▶ **Exercise**
Search the material for the string "MalformedOp", then return every line where it is found.

════════════════

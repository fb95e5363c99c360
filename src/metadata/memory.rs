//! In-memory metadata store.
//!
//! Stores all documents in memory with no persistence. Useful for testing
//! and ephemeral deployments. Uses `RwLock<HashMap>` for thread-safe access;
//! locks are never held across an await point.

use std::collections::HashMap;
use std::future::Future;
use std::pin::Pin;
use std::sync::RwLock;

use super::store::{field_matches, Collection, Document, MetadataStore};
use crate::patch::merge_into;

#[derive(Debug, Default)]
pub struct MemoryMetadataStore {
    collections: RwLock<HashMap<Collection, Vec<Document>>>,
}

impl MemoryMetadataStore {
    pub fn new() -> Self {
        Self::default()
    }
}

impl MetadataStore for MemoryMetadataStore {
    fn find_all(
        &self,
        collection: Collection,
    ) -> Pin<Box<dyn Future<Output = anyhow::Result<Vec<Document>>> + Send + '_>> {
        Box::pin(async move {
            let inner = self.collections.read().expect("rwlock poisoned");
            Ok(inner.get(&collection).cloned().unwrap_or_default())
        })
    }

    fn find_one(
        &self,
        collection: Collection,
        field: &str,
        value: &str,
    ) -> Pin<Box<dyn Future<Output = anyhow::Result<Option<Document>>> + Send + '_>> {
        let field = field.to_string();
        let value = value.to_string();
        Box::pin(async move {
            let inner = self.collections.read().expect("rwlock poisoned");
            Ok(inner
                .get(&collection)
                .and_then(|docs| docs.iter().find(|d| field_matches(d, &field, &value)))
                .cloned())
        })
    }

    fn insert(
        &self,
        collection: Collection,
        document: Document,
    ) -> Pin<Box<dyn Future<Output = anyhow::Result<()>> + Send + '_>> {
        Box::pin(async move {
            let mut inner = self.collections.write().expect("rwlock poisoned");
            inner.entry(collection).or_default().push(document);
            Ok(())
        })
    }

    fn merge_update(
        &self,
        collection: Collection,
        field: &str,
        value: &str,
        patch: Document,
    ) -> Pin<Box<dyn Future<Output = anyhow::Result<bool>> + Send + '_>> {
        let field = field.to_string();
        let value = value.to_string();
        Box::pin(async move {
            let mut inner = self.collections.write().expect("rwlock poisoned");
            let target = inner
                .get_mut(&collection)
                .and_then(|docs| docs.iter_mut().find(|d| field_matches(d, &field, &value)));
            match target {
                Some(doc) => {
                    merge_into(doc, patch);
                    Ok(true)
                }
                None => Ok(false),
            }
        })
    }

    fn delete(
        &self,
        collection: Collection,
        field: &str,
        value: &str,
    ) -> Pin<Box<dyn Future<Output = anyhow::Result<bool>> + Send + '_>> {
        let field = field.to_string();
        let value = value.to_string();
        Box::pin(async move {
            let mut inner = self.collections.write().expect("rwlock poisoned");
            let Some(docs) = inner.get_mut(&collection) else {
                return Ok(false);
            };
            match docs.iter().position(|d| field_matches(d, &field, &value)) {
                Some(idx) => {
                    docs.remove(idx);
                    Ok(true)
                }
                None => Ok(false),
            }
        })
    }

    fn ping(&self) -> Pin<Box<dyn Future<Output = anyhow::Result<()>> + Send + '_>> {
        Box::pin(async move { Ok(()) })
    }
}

════════════════

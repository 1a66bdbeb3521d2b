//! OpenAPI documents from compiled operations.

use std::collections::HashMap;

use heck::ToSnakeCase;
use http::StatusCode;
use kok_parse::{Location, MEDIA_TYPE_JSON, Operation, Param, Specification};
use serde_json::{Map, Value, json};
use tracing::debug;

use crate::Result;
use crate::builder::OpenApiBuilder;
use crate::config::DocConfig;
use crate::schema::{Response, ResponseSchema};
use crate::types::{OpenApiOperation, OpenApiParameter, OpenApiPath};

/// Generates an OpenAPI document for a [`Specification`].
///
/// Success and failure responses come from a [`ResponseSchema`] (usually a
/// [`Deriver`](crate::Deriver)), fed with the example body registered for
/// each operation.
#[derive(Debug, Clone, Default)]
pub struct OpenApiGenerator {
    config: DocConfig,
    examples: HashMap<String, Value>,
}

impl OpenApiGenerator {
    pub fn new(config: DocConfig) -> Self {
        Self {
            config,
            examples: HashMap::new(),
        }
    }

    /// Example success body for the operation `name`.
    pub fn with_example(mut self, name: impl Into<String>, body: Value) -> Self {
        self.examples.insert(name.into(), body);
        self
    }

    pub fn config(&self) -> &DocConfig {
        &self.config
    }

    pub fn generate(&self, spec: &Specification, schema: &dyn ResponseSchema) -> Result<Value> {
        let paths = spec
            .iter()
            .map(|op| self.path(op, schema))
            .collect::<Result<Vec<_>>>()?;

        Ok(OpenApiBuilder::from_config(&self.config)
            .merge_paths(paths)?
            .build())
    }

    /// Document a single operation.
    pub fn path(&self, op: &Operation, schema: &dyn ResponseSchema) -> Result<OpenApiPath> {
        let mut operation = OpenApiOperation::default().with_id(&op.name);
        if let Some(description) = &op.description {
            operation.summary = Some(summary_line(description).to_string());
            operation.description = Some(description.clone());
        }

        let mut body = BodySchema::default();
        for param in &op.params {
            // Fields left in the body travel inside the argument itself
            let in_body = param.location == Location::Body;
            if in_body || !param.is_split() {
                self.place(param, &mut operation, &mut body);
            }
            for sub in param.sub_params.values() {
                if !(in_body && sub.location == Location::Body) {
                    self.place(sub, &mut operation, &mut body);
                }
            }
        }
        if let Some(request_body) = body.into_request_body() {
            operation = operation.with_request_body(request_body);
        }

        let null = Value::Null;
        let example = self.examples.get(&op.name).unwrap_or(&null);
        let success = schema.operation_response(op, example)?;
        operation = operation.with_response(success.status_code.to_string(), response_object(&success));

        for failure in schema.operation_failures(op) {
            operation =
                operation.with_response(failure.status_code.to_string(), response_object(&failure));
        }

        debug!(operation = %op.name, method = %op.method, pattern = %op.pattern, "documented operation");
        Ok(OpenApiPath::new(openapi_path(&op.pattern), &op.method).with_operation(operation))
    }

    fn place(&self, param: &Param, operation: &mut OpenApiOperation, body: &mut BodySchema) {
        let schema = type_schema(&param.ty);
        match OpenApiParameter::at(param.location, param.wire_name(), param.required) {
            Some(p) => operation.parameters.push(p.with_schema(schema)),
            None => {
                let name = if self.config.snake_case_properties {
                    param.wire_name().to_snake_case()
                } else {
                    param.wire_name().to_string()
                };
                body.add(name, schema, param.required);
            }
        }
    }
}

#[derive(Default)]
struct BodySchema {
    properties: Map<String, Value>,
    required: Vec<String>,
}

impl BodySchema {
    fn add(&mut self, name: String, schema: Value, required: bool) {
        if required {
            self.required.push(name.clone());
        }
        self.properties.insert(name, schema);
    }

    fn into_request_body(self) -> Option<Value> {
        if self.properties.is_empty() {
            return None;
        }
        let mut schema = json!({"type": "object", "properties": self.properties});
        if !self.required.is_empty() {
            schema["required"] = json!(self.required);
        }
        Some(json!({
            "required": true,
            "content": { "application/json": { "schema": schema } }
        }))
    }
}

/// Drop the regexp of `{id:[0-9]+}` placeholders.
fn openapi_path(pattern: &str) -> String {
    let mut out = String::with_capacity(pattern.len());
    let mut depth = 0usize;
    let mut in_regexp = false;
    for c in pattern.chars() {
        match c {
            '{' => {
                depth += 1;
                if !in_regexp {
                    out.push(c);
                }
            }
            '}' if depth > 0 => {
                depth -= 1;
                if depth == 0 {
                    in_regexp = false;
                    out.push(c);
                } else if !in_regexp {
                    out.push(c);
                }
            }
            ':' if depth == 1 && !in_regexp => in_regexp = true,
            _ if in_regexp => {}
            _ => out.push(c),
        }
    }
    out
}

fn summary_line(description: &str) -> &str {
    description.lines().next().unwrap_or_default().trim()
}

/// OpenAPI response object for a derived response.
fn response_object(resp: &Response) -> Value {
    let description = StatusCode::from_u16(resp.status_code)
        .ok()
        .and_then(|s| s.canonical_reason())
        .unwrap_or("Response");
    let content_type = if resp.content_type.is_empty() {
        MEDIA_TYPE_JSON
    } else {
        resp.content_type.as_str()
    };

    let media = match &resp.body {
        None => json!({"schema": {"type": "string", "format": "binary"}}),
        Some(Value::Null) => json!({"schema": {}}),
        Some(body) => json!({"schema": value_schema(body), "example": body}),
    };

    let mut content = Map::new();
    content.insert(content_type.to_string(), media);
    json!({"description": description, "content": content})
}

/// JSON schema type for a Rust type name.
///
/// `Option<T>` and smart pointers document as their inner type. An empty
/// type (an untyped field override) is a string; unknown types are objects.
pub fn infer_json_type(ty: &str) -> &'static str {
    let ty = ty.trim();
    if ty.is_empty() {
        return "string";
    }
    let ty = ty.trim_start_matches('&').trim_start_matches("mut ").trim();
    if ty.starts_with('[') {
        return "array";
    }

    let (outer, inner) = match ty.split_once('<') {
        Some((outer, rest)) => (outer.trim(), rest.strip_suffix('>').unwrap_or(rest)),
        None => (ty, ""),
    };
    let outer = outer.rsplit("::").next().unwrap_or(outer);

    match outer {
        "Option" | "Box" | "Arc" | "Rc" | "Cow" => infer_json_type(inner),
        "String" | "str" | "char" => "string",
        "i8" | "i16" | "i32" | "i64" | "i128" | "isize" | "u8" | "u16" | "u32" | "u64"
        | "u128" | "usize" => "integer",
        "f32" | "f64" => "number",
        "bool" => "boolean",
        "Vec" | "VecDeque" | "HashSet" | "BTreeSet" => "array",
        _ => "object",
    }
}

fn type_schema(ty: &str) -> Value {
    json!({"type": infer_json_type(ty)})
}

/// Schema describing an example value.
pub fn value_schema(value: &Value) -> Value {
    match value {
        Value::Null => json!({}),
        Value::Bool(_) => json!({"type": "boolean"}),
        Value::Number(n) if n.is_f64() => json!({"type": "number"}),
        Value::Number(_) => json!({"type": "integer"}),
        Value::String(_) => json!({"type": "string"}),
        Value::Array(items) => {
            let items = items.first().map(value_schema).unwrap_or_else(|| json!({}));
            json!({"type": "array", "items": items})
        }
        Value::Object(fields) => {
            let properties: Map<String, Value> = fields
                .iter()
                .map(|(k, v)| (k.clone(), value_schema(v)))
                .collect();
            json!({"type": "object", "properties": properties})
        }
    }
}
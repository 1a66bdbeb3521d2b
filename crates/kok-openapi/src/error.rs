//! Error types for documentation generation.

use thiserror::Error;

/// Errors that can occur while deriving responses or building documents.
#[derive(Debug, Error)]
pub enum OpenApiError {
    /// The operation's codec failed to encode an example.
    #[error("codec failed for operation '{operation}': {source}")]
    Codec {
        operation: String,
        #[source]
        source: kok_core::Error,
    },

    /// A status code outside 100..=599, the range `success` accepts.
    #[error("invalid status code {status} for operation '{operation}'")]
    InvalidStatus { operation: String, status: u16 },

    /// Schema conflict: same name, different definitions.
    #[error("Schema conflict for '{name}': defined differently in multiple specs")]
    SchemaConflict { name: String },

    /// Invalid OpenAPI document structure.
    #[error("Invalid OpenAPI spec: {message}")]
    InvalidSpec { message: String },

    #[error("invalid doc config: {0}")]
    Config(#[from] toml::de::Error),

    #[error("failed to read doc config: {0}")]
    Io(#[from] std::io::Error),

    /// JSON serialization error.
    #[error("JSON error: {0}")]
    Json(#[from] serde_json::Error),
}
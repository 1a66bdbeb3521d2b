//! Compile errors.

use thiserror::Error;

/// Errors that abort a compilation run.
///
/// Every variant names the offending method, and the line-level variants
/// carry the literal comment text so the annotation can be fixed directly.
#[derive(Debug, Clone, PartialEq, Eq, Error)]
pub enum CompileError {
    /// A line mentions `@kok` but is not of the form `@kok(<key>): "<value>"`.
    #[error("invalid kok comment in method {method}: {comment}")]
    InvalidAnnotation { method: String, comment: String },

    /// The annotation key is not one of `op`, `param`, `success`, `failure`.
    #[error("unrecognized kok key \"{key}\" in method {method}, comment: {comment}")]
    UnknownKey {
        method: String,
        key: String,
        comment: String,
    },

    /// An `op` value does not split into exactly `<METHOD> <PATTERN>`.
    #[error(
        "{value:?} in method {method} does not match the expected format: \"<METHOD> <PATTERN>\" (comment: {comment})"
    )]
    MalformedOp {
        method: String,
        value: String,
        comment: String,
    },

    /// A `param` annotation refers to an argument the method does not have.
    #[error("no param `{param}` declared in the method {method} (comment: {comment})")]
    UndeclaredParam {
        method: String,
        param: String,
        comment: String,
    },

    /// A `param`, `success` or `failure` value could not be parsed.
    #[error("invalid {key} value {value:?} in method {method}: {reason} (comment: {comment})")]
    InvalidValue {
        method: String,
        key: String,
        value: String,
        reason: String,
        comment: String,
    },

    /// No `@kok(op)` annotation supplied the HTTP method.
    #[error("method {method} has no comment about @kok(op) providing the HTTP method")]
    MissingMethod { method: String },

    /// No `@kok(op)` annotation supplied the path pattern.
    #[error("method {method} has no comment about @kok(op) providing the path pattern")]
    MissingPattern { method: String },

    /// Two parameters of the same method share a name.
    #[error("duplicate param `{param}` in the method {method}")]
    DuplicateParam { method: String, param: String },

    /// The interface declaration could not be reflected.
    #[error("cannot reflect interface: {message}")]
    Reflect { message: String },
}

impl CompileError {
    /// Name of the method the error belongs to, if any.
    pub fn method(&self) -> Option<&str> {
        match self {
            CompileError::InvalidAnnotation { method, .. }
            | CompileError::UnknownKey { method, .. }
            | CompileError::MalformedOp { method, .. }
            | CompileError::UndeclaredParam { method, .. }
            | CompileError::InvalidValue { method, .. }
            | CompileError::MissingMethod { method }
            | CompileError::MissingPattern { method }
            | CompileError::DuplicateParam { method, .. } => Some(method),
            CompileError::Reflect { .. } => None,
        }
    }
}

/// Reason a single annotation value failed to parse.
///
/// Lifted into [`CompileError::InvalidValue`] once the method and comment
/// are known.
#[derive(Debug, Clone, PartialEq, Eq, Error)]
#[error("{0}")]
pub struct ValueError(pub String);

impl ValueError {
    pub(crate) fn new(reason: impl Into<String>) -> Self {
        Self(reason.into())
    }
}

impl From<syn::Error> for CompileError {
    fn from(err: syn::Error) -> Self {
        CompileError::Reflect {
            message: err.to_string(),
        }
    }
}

════════════════

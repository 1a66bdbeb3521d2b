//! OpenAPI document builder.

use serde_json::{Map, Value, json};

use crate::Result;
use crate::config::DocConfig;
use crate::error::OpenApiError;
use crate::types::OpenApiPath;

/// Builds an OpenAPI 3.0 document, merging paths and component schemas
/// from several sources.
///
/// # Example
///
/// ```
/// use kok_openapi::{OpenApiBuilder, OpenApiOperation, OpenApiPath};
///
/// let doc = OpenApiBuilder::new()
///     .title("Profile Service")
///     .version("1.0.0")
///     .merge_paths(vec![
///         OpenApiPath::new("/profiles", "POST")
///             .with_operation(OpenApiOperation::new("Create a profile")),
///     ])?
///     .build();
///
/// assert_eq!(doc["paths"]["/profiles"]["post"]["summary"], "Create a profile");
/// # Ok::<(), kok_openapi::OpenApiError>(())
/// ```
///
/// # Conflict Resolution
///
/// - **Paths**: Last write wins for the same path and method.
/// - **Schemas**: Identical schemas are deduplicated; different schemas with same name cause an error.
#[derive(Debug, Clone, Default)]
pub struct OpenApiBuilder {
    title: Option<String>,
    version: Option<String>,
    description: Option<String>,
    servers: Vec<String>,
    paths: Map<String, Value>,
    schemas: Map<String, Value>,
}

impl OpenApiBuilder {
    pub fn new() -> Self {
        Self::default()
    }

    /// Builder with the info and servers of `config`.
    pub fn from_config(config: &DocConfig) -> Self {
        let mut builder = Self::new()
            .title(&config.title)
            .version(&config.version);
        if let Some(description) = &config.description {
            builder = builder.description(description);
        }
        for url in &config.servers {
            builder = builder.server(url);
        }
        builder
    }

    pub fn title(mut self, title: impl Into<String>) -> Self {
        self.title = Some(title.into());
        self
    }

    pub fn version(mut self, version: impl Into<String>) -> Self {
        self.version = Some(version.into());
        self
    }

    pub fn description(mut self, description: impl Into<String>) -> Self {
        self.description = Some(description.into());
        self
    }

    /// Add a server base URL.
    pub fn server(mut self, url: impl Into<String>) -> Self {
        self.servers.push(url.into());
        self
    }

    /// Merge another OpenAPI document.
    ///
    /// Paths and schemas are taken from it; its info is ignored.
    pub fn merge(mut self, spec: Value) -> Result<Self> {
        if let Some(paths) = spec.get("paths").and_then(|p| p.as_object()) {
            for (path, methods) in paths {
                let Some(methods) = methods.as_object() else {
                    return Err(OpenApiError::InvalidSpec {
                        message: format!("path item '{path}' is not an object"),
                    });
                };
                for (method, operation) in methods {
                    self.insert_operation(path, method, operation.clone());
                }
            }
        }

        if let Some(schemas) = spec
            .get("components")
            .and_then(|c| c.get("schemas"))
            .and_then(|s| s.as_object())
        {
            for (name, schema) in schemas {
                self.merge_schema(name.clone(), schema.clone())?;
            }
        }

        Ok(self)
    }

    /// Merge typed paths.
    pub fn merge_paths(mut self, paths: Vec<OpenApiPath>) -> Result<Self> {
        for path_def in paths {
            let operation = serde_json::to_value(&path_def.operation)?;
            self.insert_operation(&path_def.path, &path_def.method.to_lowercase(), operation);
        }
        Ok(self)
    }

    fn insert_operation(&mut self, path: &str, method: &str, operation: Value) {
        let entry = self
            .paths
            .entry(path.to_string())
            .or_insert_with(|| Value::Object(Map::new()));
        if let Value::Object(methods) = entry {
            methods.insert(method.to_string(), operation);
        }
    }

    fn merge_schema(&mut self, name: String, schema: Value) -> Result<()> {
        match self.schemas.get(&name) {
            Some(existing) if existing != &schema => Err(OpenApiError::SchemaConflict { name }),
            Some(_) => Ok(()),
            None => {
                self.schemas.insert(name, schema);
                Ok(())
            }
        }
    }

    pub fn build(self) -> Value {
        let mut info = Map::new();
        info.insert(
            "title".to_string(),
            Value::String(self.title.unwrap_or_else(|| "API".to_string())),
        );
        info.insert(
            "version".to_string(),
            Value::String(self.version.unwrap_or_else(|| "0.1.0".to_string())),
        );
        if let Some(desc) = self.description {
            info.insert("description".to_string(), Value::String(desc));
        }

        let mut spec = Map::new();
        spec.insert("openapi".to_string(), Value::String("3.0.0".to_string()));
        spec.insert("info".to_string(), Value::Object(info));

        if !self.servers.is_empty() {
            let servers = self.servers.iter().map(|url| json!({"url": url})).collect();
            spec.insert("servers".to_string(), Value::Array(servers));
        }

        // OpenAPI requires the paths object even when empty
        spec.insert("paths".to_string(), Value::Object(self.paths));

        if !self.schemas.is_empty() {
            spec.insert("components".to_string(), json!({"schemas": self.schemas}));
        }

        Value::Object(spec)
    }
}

════════════════

▶ **Exercise answer**
    MalformedOp {
            | CompileError::MalformedOp { method, .. }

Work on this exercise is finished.